[Saved data entries]

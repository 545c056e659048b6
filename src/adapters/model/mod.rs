//! Model artifact adapter: Implementation of `Classifier` for exported models.
//!
//! The trained model is shipped as a JSON artifact produced by the training
//! pipeline. Two families are supported:
//!
//! - `gradient_boosted_trees`: an XGBoost-style tree dump. With the
//!   `binary:logistic` objective it also estimates probabilities; with
//!   `binary:hinge` it only emits hard labels.
//! - `logistic_regression`: a linear model with an optional standard scaler.
//!
//! # Integrity
//!
//! If a `<artifact>.sha256` sidecar exists next to the artifact, its digest
//! must match the artifact bytes. Deployments can make the sidecar mandatory
//! (see `AppConfig::require_checksum`).
//!
//! # Schema
//!
//! Every artifact declares its `feature_names`, which must match the
//! application's feature schema exactly, in order. A model trained on a
//! different schema is refused at load time rather than producing silently
//! wrong predictions.

mod logistic;
mod trees;

use std::fs;
use std::path::{Path, PathBuf};

use serde::{Deserialize, Serialize};
use sha2::{Digest, Sha256};

use crate::domain::{FeatureVector, FEATURE_COUNT, FEATURE_NAMES};
use crate::ports::{Classifier, ClassifierError, ProbabilityEstimator};

pub use logistic::LogisticRegression;
pub use trees::{GradientBoostedTrees, Objective, Tree, TreeNode};

/// File name suffix of the integrity sidecar.
pub const CHECKSUM_SUFFIX: &str = "sha256";

/// Error type for model loading.
#[derive(Debug, thiserror::Error)]
pub enum ModelError {
    #[error("Failed to read {path:?}: {source}")]
    Io {
        path: PathBuf,
        #[source]
        source: std::io::Error,
    },

    #[error("Invalid model artifact: {0}")]
    Parse(#[from] serde_json::Error),

    #[error("Feature schema mismatch: {0}")]
    Schema(String),

    #[error("Malformed model: {0}")]
    Malformed(String),

    #[error("Integrity check failed: {0}")]
    Integrity(String),

    #[error("Checksum sidecar required but not found at {0:?}")]
    MissingChecksum(PathBuf),
}

/// A deserialized model artifact.
#[derive(Debug, Clone, Serialize, Deserialize)]
#[serde(tag = "kind", rename_all = "snake_case")]
pub enum ModelArtifact {
    GradientBoostedTrees(GradientBoostedTrees),
    LogisticRegression(LogisticRegression),
}

impl ModelArtifact {
    /// Parse and structurally validate an artifact from raw JSON bytes.
    ///
    /// # Errors
    /// Returns `ModelError` if the bytes are not a valid artifact or the
    /// artifact does not match the feature schema.
    pub fn from_slice(bytes: &[u8]) -> Result<Self, ModelError> {
        let artifact: Self = serde_json::from_slice(bytes)?;
        artifact.validate()?;
        Ok(artifact)
    }

    fn validate(&self) -> Result<(), ModelError> {
        match self {
            Self::GradientBoostedTrees(m) => {
                check_feature_names(&m.feature_names)?;
                m.validate()
            }
            Self::LogisticRegression(m) => {
                check_feature_names(&m.feature_names)?;
                m.validate()
            }
        }
    }
}

impl Classifier for ModelArtifact {
    fn predict(&self, rows: &[FeatureVector]) -> Result<Vec<u8>, ClassifierError> {
        match self {
            Self::GradientBoostedTrees(m) => m.predict(rows),
            Self::LogisticRegression(m) => m.predict(rows),
        }
    }

    fn probability_estimator(&self) -> Option<&dyn ProbabilityEstimator> {
        match self {
            Self::GradientBoostedTrees(m) => m.probability_estimator(),
            Self::LogisticRegression(m) => m.probability_estimator(),
        }
    }

    fn name(&self) -> &str {
        match self {
            Self::GradientBoostedTrees(m) => m.name(),
            Self::LogisticRegression(m) => m.name(),
        }
    }
}

/// Load a model artifact from disk.
///
/// # Errors
/// Returns `ModelError` if the file cannot be read, fails its integrity
/// check, or is not a valid artifact for this feature schema.
pub fn load_model(path: &Path, require_checksum: bool) -> Result<ModelArtifact, ModelError> {
    let bytes = fs::read(path).map_err(|source| ModelError::Io {
        path: path.to_path_buf(),
        source,
    })?;

    verify_checksum(path, &bytes, require_checksum)?;

    let artifact = ModelArtifact::from_slice(&bytes)?;
    tracing::info!(
        "Loaded model {} from {:?} ({} bytes, probabilities: {})",
        artifact.name(),
        path,
        bytes.len(),
        artifact.probability_estimator().is_some()
    );

    Ok(artifact)
}

/// Path of the integrity sidecar for `artifact`.
#[must_use]
pub fn checksum_path(artifact: &Path) -> PathBuf {
    let mut name = artifact
        .file_name()
        .map(|n| n.to_os_string())
        .unwrap_or_default();
    name.push(".");
    name.push(CHECKSUM_SUFFIX);
    artifact.with_file_name(name)
}

/// Lowercase hex SHA-256 of `bytes`.
#[must_use]
pub fn sha256_hex(bytes: &[u8]) -> String {
    Sha256::digest(bytes)
        .iter()
        .map(|b| format!("{b:02x}"))
        .collect()
}

fn verify_checksum(path: &Path, bytes: &[u8], required: bool) -> Result<(), ModelError> {
    let sidecar = checksum_path(path);
    if !sidecar.exists() {
        if required {
            return Err(ModelError::MissingChecksum(sidecar));
        }
        tracing::warn!("No checksum sidecar for {:?}; skipping integrity check", path);
        return Ok(());
    }

    let content = fs::read_to_string(&sidecar).map_err(|source| ModelError::Io {
        path: sidecar.clone(),
        source,
    })?;

    // Accept both a bare digest and `sha256sum` output ("<digest>  <file>").
    let expected = content
        .split_whitespace()
        .next()
        .ok_or_else(|| ModelError::Integrity(format!("{sidecar:?} is empty")))?
        .to_ascii_lowercase();

    let actual = sha256_hex(bytes);
    if expected != actual {
        return Err(ModelError::Integrity(format!(
            "digest mismatch for {path:?}: expected {expected}, got {actual}"
        )));
    }

    tracing::debug!("Model checksum verified");
    Ok(())
}

fn check_feature_names(names: &[String]) -> Result<(), ModelError> {
    if names.len() != FEATURE_COUNT
        || names.iter().zip(FEATURE_NAMES.iter()).any(|(a, b)| a != b)
    {
        return Err(ModelError::Schema(format!(
            "model expects {names:?}, application provides {FEATURE_NAMES:?}"
        )));
    }
    Ok(())
}

/// Reject rows the model cannot evaluate.
fn check_rows(rows: &[FeatureVector], expected: usize) -> Result<(), ClassifierError> {
    for row in rows {
        let values = row.as_slice();
        if values.len() != expected {
            return Err(ClassifierError::Shape {
                expected,
                actual: values.len(),
            });
        }
        if let Some(i) = values.iter().position(|v| !v.is_finite()) {
            return Err(ClassifierError::NonFinite(
                FEATURE_NAMES.get(i).copied().unwrap_or("?").to_string(),
            ));
        }
    }
    Ok(())
}

fn sigmoid(x: f64) -> f64 {
    1.0 / (1.0 + (-x).exp())
}

fn default_threshold() -> f64 {
    0.5
}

▶ [EXERCISE DETAILS]
Output the records above exactly, from their first line through the line that contains "pub const CHECKSUM_SUFFIX: &str", and add nothing.

▶ [RESULT OF THE TASK]
repository 545c056e659048b6
filename src/adapters/model/mod.rs
//! Model artifact adapter: Implementation of `Classifier` for exported models.
//!
//! The trained model is shipped as a JSON artifact produced by the training
//! pipeline. Two families are supported:
//!
//! - `gradient_boosted_trees`: an XGBoost-style tree dump. With the
//!   `binary:logistic` objective it also estimates probabilities; with
//!   `binary:hinge` it only emits hard labels.
//! - `logistic_regression`: a linear model with an optional standard scaler.
//!
//! # Integrity
//!
//! If a `<artifact>.sha256` sidecar exists next to the artifact, its digest
//! must match the artifact bytes. Deployments can make the sidecar mandatory
//! (see `AppConfig::require_checksum`).
//!
//! # Schema
//!
//! Every artifact declares its `feature_names`, which must match the
//! application's feature schema exactly, in order. A model trained on a
//! different schema is refused at load time rather than producing silently
//! wrong predictions.

mod logistic;
mod trees;

use std::fs;
use std::path::{Path, PathBuf};

use serde::{Deserialize, Serialize};
use sha2::{Digest, Sha256};

use crate::domain::{FeatureVector, FEATURE_COUNT, FEATURE_NAMES};
use crate::ports::{Classifier, ClassifierError, ProbabilityEstimator};

pub use logistic::LogisticRegression;
pub use trees::{GradientBoostedTrees, Objective, Tree, TreeNode};

/// File name suffix of the integrity sidecar.
pub const CHECKSUM_SUFFIX: &str = "sha256";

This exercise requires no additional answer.